O conceito de justificação diz que: “A justificação é um ato judicial de Deus no


qual Ele declara, baseado na justiça de Jesus Cristo, que todas as exigências da lei estão
satisfeitas com respeito ao pecador” (BERKHOF, 1999, p. 510). Portanto, a justificação
pela fé se opõe à condenação. Ela é uma ação única e legal (jurídica) que extrai a culpa
do pecado e impõe a restauração ao homem pecador e a sua condição de “filho de
Deus”, em todos os seus direitos, privilégios e deveres.
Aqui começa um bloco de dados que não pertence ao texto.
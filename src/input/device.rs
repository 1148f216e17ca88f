//! Linux input devices through evdev.
//!
//! Tag readers are USB keyboard wedges: every scan arrives as digit key
//! presses terminated by Enter. The IR receiver shows up as a device with
//! the remote's keys.

use super::{KeyEvent, KeySource, TagSource};
use crate::error::BoxError;
use anyhow::Result;
use evdev::{Device, EventType, Key};
use std::collections::VecDeque;
use std::path::PathBuf;
use std::time::Duration;
use tracing::{info, warn};

/// Delay before re-opening a device that failed
const REOPEN_DELAY: Duration = Duration::from_secs(3);

/// Characters of the keyboard wedge layout, indexed by key code
const KEYMAP: &str = "X^1234567890XXXXqwertzuiopXXXXasdfghjklXXXXXyxcvbnmXXXXXXXXXXXXXXXXXXXXXXX";

#[derive(Debug, Clone)]
pub struct DeviceInfo {
    pub path: PathBuf,
    pub name: String,
    pub phys: String,
}

pub fn list_devices() -> Vec<DeviceInfo> {
    evdev::enumerate()
        .map(|(path, device)| DeviceInfo {
            path,
            name: device.name().unwrap_or_default().to_string(),
            phys: device.physical_path().unwrap_or_default().to_string(),
        })
        .collect()
}

pub fn open_by_name(name: &str) -> Result<Device> {
    evdev::enumerate()
        .find(|(_, device)| device.name() == Some(name))
        .map(|(path, device)| {
            info!("found input device {} at {}", name, path.display());
            device
        })
        .ok_or_else(|| BoxError::DeviceNotFound(name.to_string()).into())
}

fn wedge_char(code: u16) -> char {
    KEYMAP.as_bytes().get(usize::from(code)).map(|&b| char::from(b)).unwrap_or('X')
}

/// Kernel names sharing a code with the one evdev prints
const KEY_ALIASES: &[(Key, &str)] = &[
    (Key::KEY_MUTE, "KEY_MIN_INTERESTING"),
    (Key::KEY_HANGEUL, "KEY_HANGUEL"),
    (Key::KEY_COFFEE, "KEY_SCREENLOCK"),
    (Key::KEY_DIRECTION, "KEY_ROTATE_DISPLAY"),
    (Key::KEY_BRIGHTNESS_AUTO, "KEY_BRIGHTNESS_ZERO"),
    (Key::KEY_WWAN, "KEY_WIMAX"),
    (Key::KEY_ZOOM, "KEY_FULL_SCREEN"),
    (Key::KEY_SCREEN, "KEY_ASPECT_RATIO"),
    (Key::KEY_DISPLAYTOGGLE, "KEY_BRIGHTNESS_TOGGLE"),
];

/// All logical names of a key code; empty for codes that are not keys
fn key_names(code: u16) -> Vec<String> {
    let key = Key::new(code);
    let name = format!("{:?}", key);
    if !name.starts_with("KEY_") {
        return Vec::new();
    }

    let mut names = vec![name];
    names.extend(
        KEY_ALIASES
            .iter()
            .filter(|(k, _)| *k == key)
            .map(|(_, alias)| alias.to_string()),
    );
    names
}

/// Named device that is looked up again after every failure
struct Reconnecting {
    name: String,
    device: Option<Device>,
}

impl Reconnecting {
    fn new(name: &str) -> Self {
        let device = match open_by_name(name) {
            Ok(device) => Some(device),
            Err(e) => {
                warn!("{:#}", e);
                None
            }
        };
        Self {
            name: name.to_string(),
            device,
        }
    }

    fn device(&mut self) -> Result<&mut Device> {
        self.device
            .as_mut()
            .ok_or_else(|| BoxError::DeviceNotFound(self.name.clone()).into())
    }

    fn reopen(&mut self) {
        std::thread::sleep(REOPEN_DELAY);
        self.device = open_by_name(&self.name).ok();
    }
}

pub struct EvdevTagReader {
    inner: Reconnecting,
}

impl EvdevTagReader {
    pub fn new(name: &str) -> Self {
        Self {
            inner: Reconnecting::new(name),
        }
    }

    fn read_once(&mut self) -> Result<String> {
        let device = self.inner.device()?;
        let mut id = String::new();
        loop {
            for event in device.fetch_events()? {
                if event.event_type() != EventType::KEY || event.value() != 1 {
                    continue;
                }
                if event.code() == Key::KEY_ENTER.code() {
                    return Ok(id);
                }
                id.push(wedge_char(event.code()));
            }
        }
    }
}

impl TagSource for EvdevTagReader {
    /// Blocks until a tag is read; a failing device is re-opened until it
    /// comes back.
    fn read_tag(&mut self) -> Result<String> {
        loop {
            match self.read_once() {
                Ok(id) => return Ok(id),
                Err(e) => {
                    warn!("tag reader {}: {:#}", self.inner.name, e);
                    self.inner.reopen();
                }
            }
        }
    }
}

pub struct EvdevKeySource {
    inner: Reconnecting,
    pending: VecDeque<KeyEvent>,
}

impl EvdevKeySource {
    pub fn new(name: &str) -> Self {
        Self {
            inner: Reconnecting::new(name),
            pending: VecDeque::new(),
        }
    }

    pub fn is_present(&self) -> bool {
        self.inner.device.is_some()
    }

    fn fill(&mut self) -> Result<()> {
        let device = self.inner.device()?;
        for event in device.fetch_events()? {
            if event.event_type() != EventType::KEY {
                continue;
            }
            let names = key_names(event.code());
            if !names.is_empty() {
                self.pending.push_back(KeyEvent {
                    code: event.code(),
                    value: event.value(),
                    names,
                });
            }
        }
        Ok(())
    }
}

impl KeySource for EvdevKeySource {
    fn next_event(&mut self) -> Result<KeyEvent> {
        loop {
            if let Some(event) = self.pending.pop_front() {
                return Ok(event);
            }
            if let Err(e) = self.fill() {
                warn!("remote {}: {:#}", self.inner.name, e);
                self.inner.reopen();
            }
        }
    }
}

#[cfg(test)]
mod tests {
    use super::*;

    #[test]
    fn test_wedge_layout() {
        let codes = [2u16, 3, 4, 11];
        let id: String = codes.iter().map(|&c| wedge_char(c)).collect();
        assert_eq!(id, "1230");
        assert_eq!(wedge_char(16), 'q');
        assert_eq!(wedge_char(500), 'X');
    }

    #[test]
    fn test_key_names() {
        assert_eq!(key_names(Key::KEY_OK.code()), vec!["KEY_OK"]);
        assert_eq!(key_names(Key::KEY_5.code()), vec!["KEY_5"]);
        assert!(key_names(Key::BTN_SOUTH.code()).is_empty());
    }

    #[test]
    fn test_key_aliases() {
        assert_eq!(
            key_names(Key::KEY_MUTE.code()),
            vec!["KEY_MUTE", "KEY_MIN_INTERESTING"]
        );
        // evdev prints the first of two names for the same code
        assert_eq!(
            key_names(Key::KEY_FULL_SCREEN.code()),
            vec!["KEY_ZOOM", "KEY_FULL_SCREEN"]
        );
    }
}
A justificação não é um ato interno, ou seja, não ocorre no interior da vida do


pecador; não produz alterações no seu caráter, ela acontece na esfera do Tribunal de
Deus. Justificação é uma afirmação, é um ato santificador, é um ato transformador
externo ou um ato que parte de Deus em direção ao homem pecador sem que o homem
se mova em direção a Ele. Ainda assim, é a partir da justificação que o Espírito Santo
inicia todo o processo de santificação no homem pecador até que esse seja totalmente
glorificado.
158
Existem dois elementos de importância magna que são a “remissão de pecados”
e a “imputação da justiça de Cristo” ao homem.
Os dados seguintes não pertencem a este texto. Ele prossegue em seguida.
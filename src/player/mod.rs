pub mod folder;
pub mod local;
#[cfg(feature = "mpd")]
pub mod mpd;
pub mod music;
pub mod pool;
pub mod traits;

pub use folder::{FolderConfig, FolderType, ResumePosition};
pub use local::{run_shell, AlsaAudio, LocalAudio};
#[cfg(feature = "mpd")]
pub use self::mpd::MpdConnector;
pub use music::{MusicPlayer, PlayerSettings};
pub use pool::ConnectionPool;
pub use traits::{Connector, PauseMode, PlayState, PlayerStatus, RemotePlayer};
2 IMPUTABILIDADE DO PECADO
Segundo Granconato (2009), “Imputar significa atribuir, identificar ou entregar
algo a alguém. O aspecto central desse conceito não é a mera influência, mas o
envolvimento”. No caso do pecado, trata-se da “culpa do pecado” (BÍBLIA SAGRADA, Lv
17.4; 1Sm 22.15; Sl 32.2; Tg 2.23; 2Co 5.19).
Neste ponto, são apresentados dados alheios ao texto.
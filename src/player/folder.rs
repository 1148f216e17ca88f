//! Per-folder metadata stored next to the audio files.
//!
//! * `folder.json`: playback settings, merged from the audio root down to
//!   the folder being played; deeper folders win.
//! * `lastPos.json`: where playback stopped, for folders with `resume`.

use anyhow::{Context, Result};
use serde::{Deserialize, Deserializer, Serialize};
use serde_json::{Map, Value};
use std::fs;
use std::path::{Component, Path, PathBuf};
use tracing::warn;

pub const FOLDER_CONFIG_FILE: &str = "folder.json";
pub const RESUME_FILE: &str = "lastPos.json";

#[derive(Debug, Clone, Copy, PartialEq, Eq)]
pub enum FolderType {
    /// Audio files inside the folder itself
    Music,
    /// A single stream URI
    Stream,
    /// A saved playlist
    Playlist,
    /// A saved playlist of streams
    PlaylistStream,
}

impl FolderType {
    pub fn parse(name: &str) -> Option<Self> {
        match name {
            "music" => Some(Self::Music),
            "stream" => Some(Self::Stream),
            "playlist" => Some(Self::Playlist),
            "playlist-stream" => Some(Self::PlaylistStream),
            _ => None,
        }
    }
}

/// Merged `folder.json` settings for one folder.
///
/// Unknown keys are kept so that newer settings survive a round trip through
/// older binaries.
#[derive(Debug, Clone, Default, PartialEq)]
pub struct FolderConfig {
    values: Map<String, Value>,
}

impl FolderConfig {
    /// Merge layers given as `(depth, settings)`; a deeper layer overrides
    /// the same key of a shallower one no matter the order they arrive in.
    pub fn merged<I>(layers: I) -> Self
    where
        I: IntoIterator<Item = (usize, Map<String, Value>)>,
    {
        let mut layers: Vec<_> = layers.into_iter().collect();
        // stable: equal depths keep their given order
        layers.sort_by_key(|(depth, _)| *depth);

        let mut values = Map::new();
        for (_, layer) in layers {
            values.extend(layer);
        }
        Self { values }
    }

    /// Read every `folder.json` on the way from `audio_root` to `folder`
    /// (`folder` is relative to `audio_root`). The root's own file is not
    /// part of the chain.
    pub fn load(audio_root: &Path, folder: &Path) -> Self {
        let mut dir = audio_root.to_path_buf();
        let mut layers = Vec::new();

        for (depth, part) in folder.components().enumerate() {
            let Component::Normal(part) = part else {
                continue;
            };
            dir.push(part);
            if let Some(layer) = read_layer(&dir.join(FOLDER_CONFIG_FILE)) {
                layers.push((depth, layer));
            }
        }

        Self::merged(layers)
    }

    /// Folder type name, `music` when unset
    pub fn kind(&self) -> &str {
        self.values
            .get("type")
            .and_then(Value::as_str)
            .unwrap_or("music")
    }

    pub fn folder_type(&self) -> Option<FolderType> {
        FolderType::parse(self.kind())
    }

    pub fn uri(&self) -> Option<&str> {
        self.values.get("uri").and_then(Value::as_str)
    }

    /// The configured URI with a leading `./` resolved against `folder`
    pub fn resolved_uri(&self, folder: &Path) -> Option<String> {
        let uri = self.uri()?;
        match uri.strip_prefix("./") {
            Some(rest) => Some(folder.join(rest).to_string_lossy().into_owned()),
            None => Some(uri.to_string()),
        }
    }

    pub fn resume(&self) -> bool {
        self.values
            .get("resume")
            .and_then(Value::as_bool)
            .unwrap_or(false)
    }

    pub fn get(&self, key: &str) -> Option<&Value> {
        self.values.get(key)
    }
}

fn read_layer(path: &Path) -> Option<Map<String, Value>> {
    if !path.is_file() {
        return None;
    }
    let content = match fs::read_to_string(path) {
        Ok(c) => c,
        Err(e) => {
            warn!("cannot read {}: {}", path.display(), e);
            return None;
        }
    };
    match serde_json::from_str::<Map<String, Value>>(&content) {
        Ok(layer) => Some(layer),
        Err(e) => {
            warn!("ignoring malformed {}: {}", path.display(), e);
            None
        }
    }
}

/// Saved playback position of a folder
#[derive(Debug, Clone, Copy, Default, PartialEq, Serialize, Deserialize)]
pub struct ResumePosition {
    #[serde(default, deserialize_with = "lenient_number")]
    pub song: Option<u32>,
    #[serde(default, deserialize_with = "lenient_number")]
    pub elapsed: Option<f64>,
}

impl ResumePosition {
    pub fn path(folder_abs: &Path) -> PathBuf {
        folder_abs.join(RESUME_FILE)
    }

    /// `None` when nothing was saved or the file cannot be parsed
    pub fn read(folder_abs: &Path) -> Option<Self> {
        let path = Self::path(folder_abs);
        let content = fs::read_to_string(&path).ok()?;
        match serde_json::from_str(&content) {
            Ok(pos) => Some(pos),
            Err(e) => {
                warn!("failed to parse {}: {}", path.display(), e);
                None
            }
        }
    }

    pub fn write(&self, folder_abs: &Path) -> Result<()> {
        let path = Self::path(folder_abs);
        let content = serde_json::to_string(self)?;
        fs::write(&path, content).with_context(|| format!("Failed to write {}", path.display()))
    }
}

/// Older files carry the daemon's raw status strings (`"song": "3"`).
fn lenient_number<'de, D, T>(deserializer: D) -> Result<Option<T>, D::Error>
where
    D: Deserializer<'de>,
    T: std::str::FromStr + serde::de::DeserializeOwned,
{
    let value = Option::<Value>::deserialize(deserializer)?;
    Ok(match value {
        None | Some(Value::Null) => None,
        Some(Value::String(s)) => s.trim().parse().ok(),
        Some(other) => serde_json::from_value(other).ok(),
    })
}

#[cfg(test)]
mod tests {
    use super::*;
    use serde_json::json;
    use tempfile::TempDir;

    fn layer(v: Value) -> Map<String, Value> {
        v.as_object().cloned().unwrap()
    }

    #[test]
    fn test_deeper_layer_wins_regardless_of_order() {
        let parent = layer(json!({"type": "stream", "resume": false, "uri": "http://a"}));
        let child = layer(json!({"resume": true}));

        let forward = FolderConfig::merged(vec![(0, parent.clone()), (1, child.clone())]);
        let backward = FolderConfig::merged(vec![(1, child), (0, parent)]);

        assert_eq!(forward, backward);
        assert!(forward.resume());
        assert_eq!(forward.kind(), "stream");
        assert_eq!(forward.uri(), Some("http://a"));
    }

    #[test]
    fn test_merge_is_idempotent() {
        let a = layer(json!({"type": "playlist"}));
        let once = FolderConfig::merged(vec![(0, a.clone())]);
        let twice = FolderConfig::merged(vec![(0, a.clone()), (0, a)]);
        assert_eq!(once, twice);
    }

    #[test]
    fn test_load_walks_folder_chain() {
        let root = TempDir::new().unwrap();
        let deep = root.path().join("Radio/Kids");
        fs::create_dir_all(&deep).unwrap();
        fs::write(root.path().join("folder.json"), r#"{"type": "playlist"}"#).unwrap();
        fs::write(root.path().join("Radio/folder.json"), r#"{"type": "stream", "uri": "./live.m3u"}"#).unwrap();
        fs::write(deep.join("folder.json"), r#"{"resume": true}"#).unwrap();

        let conf = FolderConfig::load(root.path(), Path::new("Radio/Kids"));
        assert_eq!(conf.folder_type(), Some(FolderType::Stream));
        assert!(conf.resume());
        assert_eq!(
            conf.resolved_uri(Path::new("Radio/Kids")).as_deref(),
            Some("Radio/Kids/live.m3u")
        );
    }

    #[test]
    fn test_malformed_layer_is_skipped() {
        let root = TempDir::new().unwrap();
        fs::create_dir_all(root.path().join("A/B")).unwrap();
        fs::write(root.path().join("A/folder.json"), r#"{"resume": true}"#).unwrap();
        fs::write(root.path().join("A/B/folder.json"), "{ not json").unwrap();

        let conf = FolderConfig::load(root.path(), Path::new("A/B"));
        assert!(conf.resume());
        assert_eq!(conf.folder_type(), Some(FolderType::Music));
    }

    #[test]
    fn test_unknown_type() {
        let conf = FolderConfig::merged(vec![(0, layer(json!({"type": "vinyl"})))]);
        assert_eq!(conf.kind(), "vinyl");
        assert_eq!(conf.folder_type(), None);
    }

    #[test]
    fn test_resume_position_round_trip() {
        let dir = TempDir::new().unwrap();
        let pos = ResumePosition {
            song: Some(4),
            elapsed: Some(83.25),
        };
        pos.write(dir.path()).unwrap();
        assert_eq!(ResumePosition::read(dir.path()), Some(pos));
    }

    #[test]
    fn test_resume_position_accepts_legacy_strings() {
        let dir = TempDir::new().unwrap();
        fs::write(dir.path().join(RESUME_FILE), r#"{"song": "3", "elapsed": "31.200"}"#).unwrap();

        let pos = ResumePosition::read(dir.path()).unwrap();
        assert_eq!(pos.song, Some(3));
        assert_eq!(pos.elapsed, Some(31.2));
    }

    #[test]
    fn test_resume_position_missing_fields() {
        let dir = TempDir::new().unwrap();
        fs::write(dir.path().join(RESUME_FILE), r#"{"song": null}"#).unwrap();

        let pos = ResumePosition::read(dir.path()).unwrap();
        assert_eq!(pos, ResumePosition::default());
        assert!(ResumePosition::read(&dir.path().join("nope")).is_none());
    }
}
O conceito está relacionado com três doutrinas teológicas: a do pecado


original, o qual já vimos e que significa que a culpa de Adão é atribuída a todos os seus
descendentes: a doutrina da expiação, em que os pecados dos homens são imputados
a Cristo; e a doutrina da justificação, no que a justiça de Cristo é imputada aos homens,
nesse caso, pode-se dizer que o conceito de imputação está intensamente unido à
reconciliação entre Deus e o ser humano. No entanto, para efeitos de coerência com
o tópico, é importante falar de “imputação de pecado”, tanto da imputação do pecado
original, de Adão a todos os homens, quanto da imputação do pecado de todos os
homens a Cristo.

Considera-se que o pecado original é uma deformidade da natureza humana,


motivada pela queda do homem no pecado, e incide na perda e, por conseguinte, na falta
de integridade original. O pecado original consiste na culpa herdada, que fora imputada
a todos os descendentes do primeiro homem e também na corrupção hereditária, que é
comunicada ao homem através da condição geracional.

Em referência à imputação do pecado original, os teólogos costumam fazer


distinções e recorrentemente discordar quanto à imputação mediata e imediata.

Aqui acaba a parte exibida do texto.